- **WHAT THE TASK ASKS**
The answer is one number: how many lines in the data below hold "Self".

- **PROVIDED RECORDS**
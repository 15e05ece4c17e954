//! Token assembly: `<b64url(header)>.<b64url(payload)>.<hex tag>`
//!
//! [`decode`] only restores the header and payload; it does not look at the
//! tag. Use [`verify`] or [`decode_verified`] before trusting the contents.

use crate::error::{JwtError, JwtResult};
use serde::Serialize;
use serde::de::DeserializeOwned;
use tessera_encoding::Codec;
use tessera_hashing::{Hs256, MacTag};

/// Separator between token segments.
pub const SEPARATOR: char = '.';

const CODEC: Codec = Codec::url_safe();

/// Serialize, encode and sign `header` and `payload` with `secret`.
pub fn encode<H, P>(header: &H, payload: &P, secret: &[u8]) -> JwtResult<String>
where
    H: Serialize + ?Sized,
    P: Serialize + ?Sized,
{
    encode_with(&Hs256::new(secret), header, payload)
}

pub(crate) fn encode_with<H, P>(signer: &Hs256, header: &H, payload: &P) -> JwtResult<String>
where
    H: Serialize + ?Sized,
    P: Serialize + ?Sized,
{
    let header = encode_segment(header, "header")?;
    let payload = encode_segment(payload, "payload")?;
    let signing_input = format!("{header}{SEPARATOR}{payload}");
    let tag = signer.sign(&signing_input);

    tracing::debug!(
        header_len = header.len(),
        payload_len = payload.len(),
        "Issued HS256 token"
    );
    Ok(format!("{signing_input}{SEPARATOR}{tag}"))
}

fn encode_segment<T: Serialize + ?Sized>(value: &T, name: &str) -> JwtResult<String> {
    let json = serde_json::to_vec(value)
        .map_err(|e| JwtError::serialization(format!("Failed to serialize {name}: {e}")))?;
    Ok(CODEC.encode_bytes(&json))
}

/// Split `token` and decode its header and payload without checking the tag.
pub fn decode<H, P>(token: &str) -> JwtResult<(H, P)>
where
    H: DeserializeOwned,
    P: DeserializeOwned,
{
    let segments = Segments::parse(token)?;
    let header = decode_segment(segments.header, "header")?;
    let payload = decode_segment(segments.payload, "payload")?;
    tracing::trace!("Decoded token segments");
    Ok((header, payload))
}

fn decode_segment<T: DeserializeOwned>(segment: &str, name: &str) -> JwtResult<T> {
    let json = CODEC
        .decode(segment)
        .map_err(|e| JwtError::malformed(format!("{name} segment: {e}")))?;
    serde_json::from_slice(&json)
        .map_err(|e| JwtError::malformed(format!("{name} segment is not the expected JSON: {e}")))
}

/// Check the tag of `token` against `secret`.
pub fn verify(token: &str, secret: &[u8]) -> JwtResult<()> {
    verify_with(&Hs256::new(secret), token)
}

pub(crate) fn verify_with(signer: &Hs256, token: &str) -> JwtResult<()> {
    let segments = Segments::parse(token)?;
    let tag = MacTag::from_hex(segments.tag)
        .map_err(|e| JwtError::malformed(format!("signature segment: {e}")))?;
    if signer.verify(segments.signing_input, &tag) {
        Ok(())
    } else {
        Err(JwtError::InvalidSignature)
    }
}

/// [`verify`], then [`decode`].
pub fn decode_verified<H, P>(token: &str, secret: &[u8]) -> JwtResult<(H, P)>
where
    H: DeserializeOwned,
    P: DeserializeOwned,
{
    verify(token, secret)?;
    decode(token)
}

struct Segments<'a> {
    signing_input: &'a str,
    header: &'a str,
    payload: &'a str,
    tag: &'a str,
}

impl<'a> Segments<'a> {
    fn parse(token: &'a str) -> JwtResult<Self> {
        let count = token.split(SEPARATOR).count();
        if count != 3 {
            return Err(JwtError::malformed(format!(
                "expected 3 segments, found {count}"
            )));
        }
        let Some((signing_input, tag)) = token.rsplit_once(SEPARATOR) else {
            return Err(JwtError::malformed("missing signature segment"));
        };
        let Some((header, payload)) = signing_input.split_once(SEPARATOR) else {
            return Err(JwtError::malformed("missing payload segment"));
        };
        Ok(Self {
            signing_input,
            header,
            payload,
            tag,
        })
    }
}

#[cfg(test)]
mod tests {
    use super::*;
    use serde_json::{Value, json};

    const SECRET: [u8; 32] = [0; 32];

    #[test]
    fn segment_count_is_enforced() {
        for token in ["", "a", "a.b", "a.b.c.d", "..."] {
            assert!(matches!(
                Segments::parse(token),
                Err(JwtError::MalformedToken(_))
            ));
        }
        let segments = Segments::parse("h.p.t").unwrap();
        assert_eq!(
            (segments.signing_input, segments.header, segments.payload, segments.tag),
            ("h.p", "h", "p", "t")
        );
    }

    #[test]
    fn header_segment_is_base64url_json() {
        let token = encode(&json!({"alg": "HS256", "typ": "JWT"}), &json!({}), &SECRET).unwrap();
        assert!(token.starts_with("eyJhbGciOiJIUzI1NiIsInR5cCI6IkpXVCJ9."));
    }

    #[test]
    fn tag_is_hex_over_signing_input() {
        let token = encode(&json!({}), &json!({"sub": "1"}), &SECRET).unwrap();
        let (signing_input, tag) = token.rsplit_once('.').unwrap();
        assert_eq!(tag, tessera_hashing::sign(signing_input, &SECRET));
    }

    #[test]
    fn bad_segment_encoding_is_malformed() {
        let err = decode::<Value, Value>("e*J9.e30.00").unwrap_err();
        assert!(matches!(err, JwtError::MalformedToken(msg) if msg.starts_with("header")));
    }

    #[test]
    fn non_json_segment_is_malformed() {
        let not_json = CODEC.encode_bytes(b"not json");
        let token = format!("{not_json}.{not_json}.00");
        assert!(matches!(
            decode::<Value, Value>(&token),
            Err(JwtError::MalformedToken(_))
        ));
    }

    #[test]
    fn non_hex_tag_is_malformed() {
        let token = encode(&json!({}), &json!({}), &SECRET).unwrap();
        let (signing_input, _) = token.rsplit_once('.').unwrap();
        let forged = format!("{signing_input}.zz");
        assert!(matches!(verify(&forged, &SECRET), Err(JwtError::MalformedToken(_))));
    }
}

- **SOLUTION FOR THIS EXERCISE**
2